Review, Pearl Verses the World

Recently on the Book Chook blog, I mentioned tribes, and how important stories are to them. We all belong to different tribes, or groups, and that very belonging is crucial to our sense of self-worth.

In Sally Murphy's latest book, Pearl Verses the World (Walker Books Australia, 2009), Pearl feels as though she is in a group of one at school. She doesn't belong to the football group or the library kids' group. She can't write the sort of rhyming poetry her teacher wants. She feels as if she is fading into invisibility. At home, her tribe consists of Granny, who lies in bed and drools, and Mum, who can't cope. Yet the constant in Pearl's life is that she belongs to her family of three.

When Granny dies, Pearl is devastated. Granny was the one who taught her that poetry doesn't have to rhyme, and Pearl slowly finds the strength to write a poem that says what is in her heart, a poem that says goodbye to her beloved Granny:
"... She wasn't here
For long enough
But I am glad
That she
Was here
At all."

Pearl Verses the World grabs at your heart from the moment you see the front cover, and notice skinny, knobbly-kneed Pearl with her fine hair escaping from its plaits. Heather Potter's art work really does add another dimension to this book - the line drawings are realistic, but at times whimsical, like when Pearl is desperately trying to rhyme with "-at" words, and Potter depicts her as the Cat in the Hat! The many illustrations make this a great novel for kids who are intimidated by lots of text, as does the free-verse format Sally Murphy has chosen.

Not every child likes to read what I think of as "exploding underpants" books.
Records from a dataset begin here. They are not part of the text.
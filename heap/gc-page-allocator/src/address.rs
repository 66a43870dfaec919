use core::fmt;
use core::ops::{Add, AddAssign, Sub};
use core::ptr::NonNull;

/// Virtual address handed out by, or passed to, a [`PageAllocator`](crate::PageAllocator).
///
/// A thin wrapper around `usize`. It carries no provenance and performs no
/// validation; it only names the *kind* of value so that byte counts and
/// addresses are not mixed up in region arithmetic.
///
/// ### Semantics
/// - Arithmetic via [`Add`]/[`Sub`] is plain (overflow panics in debug).
/// - [`Address::offset_from`] is **wrapping**, so that range checks of the
///   form `addr.offset_from(base) < size` reject addresses below `base`.
///
/// ### Examples
/// ```rust
/// # use gc_page_allocator::Address;
/// let base = Address::new(0x10_0000);
/// let inside = base + 0x10;
/// assert_eq!(inside.offset_from(base), 0x10);
/// assert!(Address::new(0x0F_FFFF).offset_from(base) > 0x1000);
/// ```
#[repr(transparent)]
#[derive(Copy, Clone, Default, Eq, PartialEq, Ord, PartialOrd, Hash)]
pub struct Address(usize);

impl Address {
    /// The null address.
    pub const NULL: Self = Self(0);

    #[inline]
    #[must_use]
    pub const fn new(value: usize) -> Self {
        Self(value)
    }

    #[inline]
    #[must_use]
    pub fn from_ptr<T>(ptr: *const T) -> Self {
        Self(ptr.expose_provenance())
    }

    #[inline]
    #[must_use]
    pub fn from_nonnull<T>(ptr: NonNull<T>) -> Self {
        Self::from_ptr(ptr.as_ptr())
    }

    #[inline]
    #[must_use]
    pub const fn as_usize(self) -> usize {
        self.0
    }

    #[inline]
    #[must_use]
    pub const fn is_null(self) -> bool {
        self.0 == 0
    }

    /// Raw pointer to this address, for handing to the OS or for direct access.
    #[inline]
    #[must_use]
    pub fn as_ptr<T>(self) -> *const T {
        core::ptr::with_exposed_provenance(self.0)
    }

    /// Mutable raw pointer to this address.
    #[inline]
    #[must_use]
    pub fn as_mut_ptr<T>(self) -> *mut T {
        core::ptr::with_exposed_provenance_mut(self.0)
    }

    /// Bytes from `origin` to `self`, computed with wrapping arithmetic.
    #[inline]
    #[must_use]
    pub const fn offset_from(self, origin: Self) -> usize {
        self.0.wrapping_sub(origin.0)
    }

    /// Align up to `align` (must be a power of two).
    #[inline]
    #[must_use]
    pub const fn align_up(self, align: usize) -> Self {
        debug_assert!(align.is_power_of_two(), "alignment must be a power of two");
        Self((self.0 + (align - 1)) & !(align - 1))
    }

    /// Align down to `align` (must be a power of two).
    #[inline]
    #[must_use]
    pub const fn align_down(self, align: usize) -> Self {
        debug_assert!(align.is_power_of_two(), "alignment must be a power of two");
        Self(self.0 & !(align - 1))
    }

    #[inline]
    #[must_use]
    pub const fn is_aligned(self, align: usize) -> bool {
        self.0 & (align - 1) == 0
    }
}

/// Round `size` up to the next multiple of `granularity` (any non-zero value).
///
/// `None` if the rounded size does not fit in a `usize`.
#[inline]
#[must_use]
pub const fn round_up(size: usize, granularity: usize) -> Option<usize> {
    size.div_ceil(granularity).checked_mul(granularity)
}

impl fmt::Debug for Address {
    fn fmt(&self, f: &mut fmt::Formatter<'_>) -> fmt::Result {
        write!(f, "Address(0x{:016X})", self.0)
    }
}

impl fmt::Display for Address {
    fn fmt(&self, f: &mut fmt::Formatter<'_>) -> fmt::Result {
        write!(f, "0x{:016X}", self.0)
    }
}

impl From<usize> for Address {
    #[inline]
    fn from(v: usize) -> Self {
        Self::new(v)
    }
}

impl From<Address> for usize {
    #[inline]
    fn from(a: Address) -> Self {
        a.as_usize()
    }
}

impl<T> From<NonNull<T>> for Address {
    #[inline]
    fn from(ptr: NonNull<T>) -> Self {
        Self::from_nonnull(ptr)
    }
}

impl Add<usize> for Address {
    type Output = Self;
    #[inline]
    fn add(self, rhs: usize) -> Self::Output {
        Self(self.0 + rhs)
    }
}

impl AddAssign<usize> for Address {
    #[inline]
    fn add_assign(&mut self, rhs: usize) {
        self.0 += rhs;
    }
}

impl Sub<usize> for Address {
    type Output = Self;
    #[inline]
    fn sub(self, rhs: usize) -> Self::Output {
        Self(self.0 - rhs)
    }
}
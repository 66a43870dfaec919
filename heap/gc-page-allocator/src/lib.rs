//! # Page Allocator Interface
//!
//! The capability interface through which guarded GC page memory obtains
//! virtual address space from its host, plus the host implementations used
//! by the workspace.
//!
//! ## Overview
//!
//! A [`PageAllocator`] offers exactly the primitives a page-memory layer needs:
//!
//! | Operation | Meaning |
//! |-----------|---------|
//! | [`allocate_pages`](PageAllocator::allocate_pages) | Reserve a range of address space with an initial [`Permission`]. |
//! | [`free_pages`](PageAllocator::free_pages) | Return a whole reservation to the host. |
//! | [`set_permissions`](PageAllocator::set_permissions) | Change access rights of a sub-range. |
//! | [`allocate_page_size`](PageAllocator::allocate_page_size) | Granularity of reservations. |
//! | [`commit_page_size`](PageAllocator::commit_page_size) | Granularity of permission changes. |
//!
//! ## Implementations
//!
//! - [`SystemPageAllocator`] (unix + `std`): `mmap`/`mprotect`/`munmap` via `libc`.
//! - [`testing::TrackingPageAllocator`] (`std`): wraps another allocator,
//!   records reservations and per-page permissions, and can pretend to have
//!   coarser granularities or a limited address space.
//!
//! ## Thread Safety
//!
//! The trait takes `&self` everywhere. Whether an implementation may be shared
//! between threads is expressed through `Send`/`Sync` of the implementing
//! type; callers never lock on its behalf.

#![cfg_attr(not(any(test, doctest, feature = "std")), no_std)]

mod address;
mod error;
#[cfg(feature = "std")]
pub mod logger;
#[cfg(all(unix, feature = "std"))]
mod system;
#[cfg(feature = "std")]
pub mod testing;

pub use address::{Address, round_up};
pub use error::PageAllocatorError;
#[cfg(all(unix, feature = "std"))]
pub use system::SystemPageAllocator;

use core::fmt;

/// Access rights of a page range.
#[derive(Debug, Copy, Clone, Eq, PartialEq, Hash)]
pub enum Permission {
    /// Any access faults.
    NoAccess,
    Read,
    ReadWrite,
    ReadExecute,
    ReadWriteExecute,
}

impl Permission {
    #[must_use]
    pub const fn is_readable(self) -> bool {
        !matches!(self, Self::NoAccess)
    }

    #[must_use]
    pub const fn is_writable(self) -> bool {
        matches!(self, Self::ReadWrite | Self::ReadWriteExecute)
    }

    #[must_use]
    pub const fn as_str(self) -> &'static str {
        match self {
            Self::NoAccess => "---",
            Self::Read => "r--",
            Self::ReadWrite => "rw-",
            Self::ReadExecute => "r-x",
            Self::ReadWriteExecute => "rwx",
        }
    }
}

impl fmt::Display for Permission {
    fn fmt(&self, f: &mut fmt::Formatter<'_>) -> fmt::Result {
        f.write_str(self.as_str())
    }
}

/// Host service for reserving and protecting virtual memory.
///
/// Addresses and lengths passed to [`free_pages`](Self::free_pages) must
/// describe a complete range previously returned by
/// [`allocate_pages`](Self::allocate_pages). Ranges passed to
/// [`set_permissions`](Self::set_permissions) must be aligned to
/// [`commit_page_size`](Self::commit_page_size).
pub trait PageAllocator {
    /// Granularity (and minimum alignment) of reservations, in bytes.
    fn allocate_page_size(&self) -> usize;

    /// Granularity at which permissions can be changed, in bytes.
    fn commit_page_size(&self) -> usize;

    /// Reserve `length` bytes aligned to `alignment`, optionally near `hint`.
    ///
    /// `length` and `alignment` must be multiples of
    /// [`allocate_page_size`](Self::allocate_page_size).
    ///
    /// # Errors
    /// The host could not provide the range.
    fn allocate_pages(
        &self,
        hint: Option<Address>,
        length: usize,
        alignment: usize,
        permission: Permission,
    ) -> Result<Address, PageAllocatorError>;

    /// Release a reservation obtained from [`allocate_pages`](Self::allocate_pages).
    ///
    /// # Errors
    /// The range was not a reservation of this allocator, or the host refused.
    fn free_pages(&self, address: Address, length: usize) -> Result<(), PageAllocatorError>;

    /// Change the access rights of `[address, address + length)`.
    ///
    /// # Errors
    /// The range is misaligned or the host refused the change.
    fn set_permissions(
        &self,
        address: Address,
        length: usize,
        permission: Permission,
    ) -> Result<(), PageAllocatorError>;
}

impl<A: PageAllocator + ?Sized> PageAllocator for &A {
    fn allocate_page_size(&self) -> usize {
        (**self).allocate_page_size()
    }

    fn commit_page_size(&self) -> usize {
        (**self).commit_page_size()
    }

    fn allocate_pages(
        &self,
        hint: Option<Address>,
        length: usize,
        alignment: usize,
        permission: Permission,
    ) -> Result<Address, PageAllocatorError> {
        (**self).allocate_pages(hint, length, alignment, permission)
    }

    fn free_pages(&self, address: Address, length: usize) -> Result<(), PageAllocatorError> {
        (**self).free_pages(address, length)
    }

    fn set_permissions(
        &self,
        address: Address,
        length: usize,
        permission: Permission,
    ) -> Result<(), PageAllocatorError> {
        (**self).set_permissions(address, length, permission)
    }
}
Not every child is a popular extrovert. Pearl Verses the World is a gentle story about a gentle child. Sally Murphy allows Pearl to speak to us about her life, almost as a stream of consciousness, so that we feel we are sharing her thoughts. We understand Pearl's fear and confusion, and rejoice when Pearl realizes that she is no longer a group of one. Murphy's creative use of language weaves yet another layer into this heart-warming book.

I believe it's important to offer books to children that allow them to consider the big issues in life. Death and dying, feelings of abandonment and lack of power are all issues kids must eventually face. Books like this are empowering, they help a child know she is not alone, and that there are ways of coping, and being strong. Pearl Verses the World would make a great acquisition for libraries, and be an excellent choice for study in the primary school. It is a novel that offers a voice to every child who needs one.

8 comments:

  1. Pearl is on my Must Read list! (And you are so right when you say that not every kid wants to read 'exploding underpants' books ... )
    Oh that little goodbye poem is so poignant.

    Recent blog post: Winter issue out soon!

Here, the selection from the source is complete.